Sedicesima domenica tempo ordinario anno A: Sap 12,13.16-19 Sal 85 Rm 8,26-27 Mt 13,24-43
Gesù continua a parlare alle folle attraverso parabole, che non presentano il messaggio in modo diretto, ma aprono alla verità di Dio e dell’essere umano con un messaggio sapienziale, che esige apertura e disponibilità alla ricerca e alla riflessione.
Questa disponibilità difficilmente si trova in chi si lascia portare dal vento del momento, cerca solo soddisfazione immediata e transitoria, fa proprie scelte di coppia, idee politiche o convinzioni religiose, per fare tre esempi, con lo stesso atteggiamento con cui sceglie un aperitivo o un dentifricio.
La propensione critica e riflessiva necessaria per valutare in modo sapienziale le questioni dell’esistenza, invece, è ben presente in chi sa che non ci possono essere soluzioni semplici per situazioni complesse, in chi vuole affrontare la vita in modo attivo, ponendosi domande di senso.
Gesù si presenta come la risposta alle profonde domande dall’animo umano e lo fa parlando della grandezza di Dio, di quello che Dio è in sé stesso e della sua relazione con ogni persona, e insegnando quello che può rendere la persona effettivamente libera, capace di vere relazioni e di pienezza.
In merito alle tre parabole di oggi vorrei sottolineare come, pur in modo e con finalità diverse, tutte ci insegnano quanto sia importante il tempo e la pazienza.
Di fronte al male presente nel mondo, la parabola del buon seme e della zizzania, ci dice che il tempo presente non è quello del giudizio finale, ma quello della pazienza e del discernimento.
Non la pazienza dei rinunciatari, o degli ignavi, ma quella umile e responsabile del contadino che semina con larghezza e sa di non poter forzare lo stelo e di dover rispettare l’intreccio del frutto buono con quello cattivo, senza semplificazioni dannose.
Tutti vorremmo poter estirpare subito il male, come i servi vorrebbero estirpare la zizzania: «Vuoi che andiamo a raccoglierla?» (Mt 13,28).
Bisogna certamente sforzarsi di riconoscere il male, come fanno i servi notando che, assieme al grano, quando «lo stelo crebbe e fece frutto, spuntò anche la zizzania» (Mt 13,26).
Ed è certamente necessario, come hanno fatto i profeti, criticare e denunciare con forza il male senza abituarsi ad esso. Tacere è vigliaccheria, irresponsabilità, connivenza.
Il discepolo di Gesù deve prendere le distanze dal male e cercare di limitare al massimo il suo influsso, ma non spetta a lui dare la condanna definitiva ai seminatori di zizzania, né può abbandonarli a morire nel loro peccato: come il discepolo è un peccatore perdonato, anche il seminatore di zizzania può essere raggiunto dalla misericordia di Dio.
Sappiamo bene, però, quanto sia forte la tentazione di giudicare tutto e subito.

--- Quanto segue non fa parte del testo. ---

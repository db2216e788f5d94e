//! Parse command - extract statement fields from a single file.

use std::fs;
use std::path::PathBuf;
use std::sync::Arc;
use std::time::{Duration, Instant};

use clap::Args;
use console::style;
use indicatif::{ProgressBar, ProgressStyle};
use tracing::{debug, info, warn};

use ccintel_core::models::config::CcintelConfig;
use ccintel_core::{
    FieldName, FieldSource, GeminiClient, PdfExtractor, StatementParser, StatementResult,
};

use super::{load_config, load_templates, resolve_credential};

/// Exit code for statements that could not be parsed.
const FAILURE_EXIT_CODE: i32 = 2;

/// Arguments for the parse command.
#[derive(Args)]
pub struct ParseArgs {
    /// Input statement (PDF or plain text)
    #[arg(required = true)]
    input: PathBuf,

    /// Output file (default: stdout)
    #[arg(short, long)]
    output: Option<PathBuf>,

    /// Output format
    #[arg(short, long, value_enum, default_value = "json")]
    format: OutputFormat,

    /// Gemini API key (overrides the configured environment variable)
    #[arg(long)]
    api_key: Option<String>,

    /// Use template patterns only
    #[arg(long)]
    no_fallback: bool,

    /// JSON template table to use instead of the built-in banks
    #[arg(long)]
    templates: Option<PathBuf>,

    /// Include the extracted statement text in text output
    #[arg(long)]
    show_raw_text: bool,
}

#[derive(Clone, Copy, Debug, clap::ValueEnum)]
pub enum OutputFormat {
    /// Flattened JSON result
    Json,
    /// Data overview table
    Csv,
    /// Plain text summary
    Text,
}

pub async fn run(args: ParseArgs, config_path: Option<&str>) -> anyhow::Result<()> {
    let start = Instant::now();
    let config = load_config(config_path)?;

    if !args.input.exists() {
        anyhow::bail!("Input file not found: {}", args.input.display());
    }

    info!("Processing file: {}", args.input.display());

    let pb = ProgressBar::new_spinner();
    pb.set_style(
        ProgressStyle::default_spinner().template("{spinner:.green} [{elapsed_precise}] {msg}")?,
    );
    pb.enable_steady_tick(Duration::from_millis(100));

    pb.set_message("Reading statement...");
    let text = read_statement(&args, &config)?;

    let table = load_templates(args.templates.as_deref(), &config)?;
    let mut parser = StatementParser::new(&table).with_timeout(config.fallback.timeout());

    if !args.no_fallback && config.fallback.enabled {
        if let Some(key) = resolve_credential(args.api_key.as_deref(), &config) {
            debug!("Fallback enabled with model {}", config.fallback.model);
            let client = GeminiClient::from_config(key, &config.fallback)?
                .with_timeout(config.fallback.timeout());
            parser = parser.with_fallback(Arc::new(client));
        }
    }

    pb.set_message("Analyzing statement...");
    let result = match &text {
        StatementText::Readable(text) => parser.parse(text).await,
        StatementText::Unreadable(text) => parser.unreadable(text),
    };
    pb.finish_and_clear();

    let output = format_result(&result, args.format, args.show_raw_text)?;

    if let Some(output_path) = &args.output {
        fs::write(output_path, &output)?;
        println!(
            "{} Output written to {}",
            style("✓").green(),
            output_path.display()
        );
    } else {
        println!("{}", output);
    }

    debug!("Total processing time: {:?}", start.elapsed());

    if !result.is_success() {
        std::process::exit(FAILURE_EXIT_CODE);
    }

    Ok(())
}

/// Text pulled from the input file.
enum StatementText {
    Readable(String),
    /// Extraction failed or produced too little text; holds what was recovered.
    Unreadable(String),
}

/// Load statement text from a PDF or a plain text file.
fn read_statement(args: &ParseArgs, config: &CcintelConfig) -> anyhow::Result<StatementText> {
    let extension = args
        .input
        .extension()
        .and_then(|e| e.to_str())
        .unwrap_or("")
        .to_lowercase();

    match extension.as_str() {
        "pdf" => {
            let data = fs::read(&args.input)?;
            Ok(pdf_text(&data, config.pdf.min_text_length))
        }
        "txt" | "text" => Ok(StatementText::Readable(fs::read_to_string(&args.input)?)),
        _ => anyhow::bail!("Unsupported file format: {}", extension),
    }
}

fn pdf_text(data: &[u8], min_text_length: usize) -> StatementText {
    match PdfExtractor::text_from_bytes(data) {
        Ok(text) if text.trim().chars().count() < min_text_length => {
            warn!(
                "PDF yielded {} characters of text, below the {} character minimum",
                text.trim().chars().count(),
                min_text_length
            );
            StatementText::Unreadable(text)
        }
        Ok(text) => StatementText::Readable(text),
        Err(e) => {
            warn!("Could not read PDF: {}", e);
            StatementText::Unreadable(String::new())
        }
    }
}

fn format_result(
    result: &StatementResult,
    format: OutputFormat,
    show_raw_text: bool,
) -> anyhow::Result<String> {
    match format {
        OutputFormat::Json => Ok(serde_json::to_string_pretty(&result.flatten())?),
        OutputFormat::Csv => format_csv(result),
        OutputFormat::Text => Ok(format_text(result, show_raw_text)),
    }
}

fn format_csv(result: &StatementResult) -> anyhow::Result<String> {
    let mut wtr = csv::Writer::from_writer(vec![]);

    wtr.write_record(["Data Point", "Extracted Value", "Status"])?;

    for name in FieldName::ALL {
        let value = result.value(name);
        let status = if value.is_found() { "Found" } else { "Missing" };
        wtr.write_record([name.label(), value.as_str(), status])?;
    }

    let data = String::from_utf8(wtr.into_inner()?)?;
    Ok(data)
}

fn format_text(result: &StatementResult, show_raw_text: bool) -> String {
    let mut output = String::new();

    output.push_str(&format!("Status: {}\n", result.status));

    if let Some(reason) = &result.reason {
        output.push_str(&format!("Reason: {}\n", reason));
    }
    if let Some(bank) = &result.bank_name {
        output.push_str(&format!("Bank: {}\n", bank));
    }
    if let Some(method) = result.extraction_method {
        output.push_str(&format!("Method: {}\n", method));
    }
    output.push_str(&format!("AI Fallback: {}\n", result.fallback_status));

    if result.is_success() {
        output.push('\n');
        for field in &result.fields {
            let source = if field.source == FieldSource::Fallback { " (AI)" } else { "" };
            output.push_str(&format!(
                "{:<20} {}{}\n",
                format!("{}:", field.name.label()),
                field.value,
                source
            ));
        }

        let missing = result.missing_fields();
        if !missing.is_empty() {
            let names: Vec<&str> = missing.iter().map(|f| f.label()).collect();
            output.push_str(&format!("\nMissing: {}\n", names.join(", ")));
        }
    } else {
        output.push_str("\nTroubleshooting:\n");
        output.push_str("  - Make sure the file is a text-based credit card statement, not a scan.\n");
        output.push_str("  - Make sure the PDF is not password-protected.\n");
        output.push_str("  - Check that the issuer is one of the banks listed by 'ccintel banks'.\n");
        output.push_str("  - Run with --show-raw-text to inspect what was extracted.\n");
    }

    if show_raw_text {
        output.push_str("\n--- Raw text ---\n");
        output.push_str(&result.raw_text);
        if !result.raw_text.ends_with('\n') {
            output.push('\n');
        }
    }

    output
}

#[cfg(test)]
mod tests {
    use super::*;
    use ccintel_core::{FailureReason, FallbackStatus};

    const HDFC_TEXT: &str = "HDFC Bank Credit Card Statement\n\
        Card No: 4567 XXXX XXXX 1234\n\
        Statement Date: 15/03/2024\n\
        Payment Due Date: 04/04/2024\n\
        Minimum Amount Due: Rs. 2,500.00\n";

    async fn parse_hdfc() -> StatementResult {
        StatementParser::builtin().parse(HDFC_TEXT).await
    }

    #[tokio::test]
    async fn test_csv_overview_marks_missing() {
        let csv = format_csv(&parse_hdfc().await).unwrap();
        let lines: Vec<&str> = csv.lines().collect();

        assert_eq!(lines[0], "Data Point,Extracted Value,Status");
        assert_eq!(lines[1], "Statement Date,15/03/2024,Found");
        assert_eq!(lines[3], "Card Last 4 Digits,1234,Found");
        assert_eq!(lines[4], "Total Amount Due,NOT_FOUND,Missing");
        assert_eq!(lines[5], "Minimum Amount Due,2500.00,Found");
    }

    #[tokio::test]
    async fn test_text_summary_lists_missing_fields() {
        let text = format_text(&parse_hdfc().await, false);

        assert!(text.contains("Status: SUCCESS"));
        assert!(text.contains("Bank: HDFC Bank"));
        assert!(text.contains("Method: RegEx"));
        assert!(text.contains("AI Fallback: NOT_AVAILABLE"));
        assert!(text.contains("Missing: Total Amount Due"));
        assert!(!text.contains("--- Raw text ---"));
    }

    #[test]
    fn test_text_summary_on_failure() {
        let result = StatementResult::failure(
            FailureReason::BankNotRecognized,
            "Some Other Bank",
            FallbackStatus::NotAvailable,
        );
        let text = format_text(&result, true);

        assert!(text.contains("Status: FAILURE"));
        assert!(text.contains("Reason: Bank not recognized"));
        assert!(text.contains("Troubleshooting:"));
        assert!(text.contains("--- Raw text ---\nSome Other Bank\n"));
    }

    #[tokio::test]
    async fn test_json_output_is_flattened() {
        let json = format_result(&parse_hdfc().await, OutputFormat::Json, false).unwrap();
        let value: serde_json::Value = serde_json::from_str(&json).unwrap();

        assert_eq!(value["status"], "SUCCESS");
        assert_eq!(value["bank_name"], "HDFC Bank");
        assert_eq!(value["extraction_method"], "RegEx");
        assert_eq!(value["llm_status"], "NOT_AVAILABLE");
        assert_eq!(value["card_last_4_digits"], "1234");
        assert_eq!(value["total_due"], "NOT_FOUND");
    }

    #[test]
    fn test_corrupt_pdf_is_unreadable() {
        let text = pdf_text(b"HDFC Bank statement, not a PDF", 20);
        assert!(matches!(text, StatementText::Unreadable(ref t) if t.is_empty()));
    }
}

Presupponendo di sapere sempre chi è il cattivo e chi è il buono, non ci limitiamo ad anticipare nel presente il giudizio finale di Dio, ma non siamo neppure capaci di attendere le sentenze del tribunale umano.
Verrà il momento della verità e ogni cosa buona apparirà nella sua luce. Fino ad allora è bene saper mantenere la saggezza, per non rischiare di buttar via quel che è buono.

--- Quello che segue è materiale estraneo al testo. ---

//! Google Gemini fallback capability.

use std::time::Duration;

use async_trait::async_trait;
use reqwest::Client;
use serde::{Deserialize, Serialize};
use tracing::{debug, info};

use super::prompt::{build_prompt, strip_code_fences};
use super::{FallbackCapability, FallbackRequest, FallbackResponse};
use crate::error::FallbackError;
use crate::models::config::FallbackConfig;

/// Error bodies longer than this are cut in error messages.
const MAX_ERROR_BODY: usize = 512;

const USER_AGENT: &str = concat!("ccintel/", env!("CARGO_PKG_VERSION"));

/// Gemini `generateContent` client.
pub struct GeminiClient {
    client: Client,
    api_key: String,
    model: String,
    base_url: String,
    timeout: Duration,
    max_prompt_chars: usize,
}

impl GeminiClient {
    /// Create a client with default model and endpoint.
    pub fn new(api_key: impl Into<String>) -> Result<Self, FallbackError> {
        Self::from_config(api_key, &FallbackConfig::default())
    }

    pub fn from_config(
        api_key: impl Into<String>,
        config: &FallbackConfig,
    ) -> Result<Self, FallbackError> {
        info!("Creating Gemini fallback client: model={}", config.model);

        let client = Client::builder()
            .user_agent(USER_AGENT)
            .build()
            .map_err(|e| FallbackError::Config(format!("failed to build HTTP client: {}", e)))?;

        Ok(Self {
            client,
            api_key: api_key.into(),
            model: config.model.clone(),
            base_url: config.base_url.clone(),
            timeout: config.timeout(),
            max_prompt_chars: config.max_prompt_chars,
        })
    }

    #[must_use]
    pub fn with_base_url(mut self, base_url: impl Into<String>) -> Self {
        self.base_url = base_url.into();
        self
    }

    #[must_use]
    pub fn with_timeout(mut self, timeout: Duration) -> Self {
        self.timeout = timeout;
        self
    }

    fn endpoint(&self) -> String {
        format!(
            "{}/models/{}:generateContent",
            self.base_url.trim_end_matches('/'),
            self.model
        )
    }
}

#[derive(Serialize)]
#[serde(rename_all = "camelCase")]
struct GenerateRequest {
    contents: Vec<Content>,
    generation_config: GenerationConfig,
}

#[derive(Serialize, Deserialize)]
struct Content {
    #[serde(default)]
    parts: Vec<Part>,
}

#[derive(Serialize, Deserialize)]
struct Part {
    #[serde(default)]
    text: String,
}

#[derive(Serialize)]
#[serde(rename_all = "camelCase")]
struct GenerationConfig {
    response_mime_type: &'static str,
    temperature: f32,
}

#[derive(Deserialize)]
#[serde(rename_all = "camelCase")]
struct GenerateResponse {
    #[serde(default)]
    candidates: Vec<Candidate>,
    prompt_feedback: Option<PromptFeedback>,
}

#[derive(Deserialize)]
#[serde(rename_all = "camelCase")]
struct Candidate {
    content: Option<Content>,
    finish_reason: Option<String>,
}

#[derive(Deserialize)]
#[serde(rename_all = "camelCase")]
struct PromptFeedback {
    block_reason: Option<String>,
}

/// Turn a `generateContent` response body into field values.
fn interpret_response(body: &str) -> Result<FallbackResponse, FallbackError> {
    let response: GenerateResponse = serde_json::from_str(body)
        .map_err(|e| FallbackError::MalformedResponse(format!("invalid response body: {}", e)))?;

    if let Some(reason) = response.prompt_feedback.and_then(|f| f.block_reason) {
        return Err(FallbackError::Rejected(format!("prompt blocked: {}", reason)));
    }

    let candidate = response
        .candidates
        .into_iter()
        .next()
        .ok_or_else(|| FallbackError::Rejected("no candidates returned".to_string()))?;

    let answer: String = candidate
        .content
        .map(|c| c.parts.into_iter().map(|p| p.text).collect())
        .unwrap_or_default();

    if answer.trim().is_empty() {
        let reason = candidate.finish_reason.unwrap_or_else(|| "unknown".to_string());
        return Err(FallbackError::Rejected(format!(
            "empty answer (finish reason: {})",
            reason
        )));
    }

    let value: serde_json::Value = serde_json::from_str(strip_code_fences(&answer))
        .map_err(|e| FallbackError::MalformedResponse(format!("answer is not JSON: {}", e)))?;

    FallbackResponse::from_json(&value)
}

#[async_trait]
impl FallbackCapability for GeminiClient {
    fn name(&self) -> &str {
        "gemini"
    }

    async fn attempt(&self, request: &FallbackRequest<'_>) -> Result<FallbackResponse, FallbackError> {
        let body = GenerateRequest {
            contents: vec![Content {
                parts: vec![Part {
                    text: build_prompt(request.text, request.missing_fields, self.max_prompt_chars),
                }],
            }],
            generation_config: GenerationConfig {
                response_mime_type: "application/json",
                temperature: 0.0,
            },
        };

        debug!("Sending Gemini request: model={}", self.model);

        let response = self
            .client
            .post(self.endpoint())
            .header("x-goog-api-key", &self.api_key)
            .timeout(self.timeout)
            .json(&body)
            .send()
            .await?;

        let status = response.status();
        let text = response.text().await?;

        if !status.is_success() {
            return Err(FallbackError::Status {
                status: status.as_u16(),
                body: text.chars().take(MAX_ERROR_BODY).collect(),
            });
        }

        interpret_response(&text)
    }
}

La nostra attenzione è attratta dalla grandezza e dalla visibilità e oggi, come ieri, appare più grande il male del bene, anche se, sempre più spesso, stiamo facendo passare per bene quello che in realtà è male, per noi e per gli altri.
Il bene, quello vero che è dato dalla presenza del regno di Dio nel mondo, col tempo si affermerà in modo inaspettato: «un granello di senape…una volta cresciuto, è più grande delle altre piante dell’orto e diventa un albero» (Mt 13,31).
Gesù, con la terza parabola, ci dice che il regno di Dio è integrato nelle dinamiche umane, è seminato nei solchi della storia, è dentro i dolori e le gioie degli uomini e agisce come lievito nell’impasto.
La vocazione dei figli del regno, pertanto, è quella di mescolarsi all’umanità, di “immischiarsi” agendo come lievito nell’impasto, che scompare per far nascere qualcosa di grande, senza cedere alla tentazione di stare di fronte al mondo, in una sorta di separazione identitaria, o di ostentare il loro essere e il loro agire.
Il discepolo è inviato a far crescere i frutti del regno dentro il mondo, perché il mondo possa risorgere a vita nuova.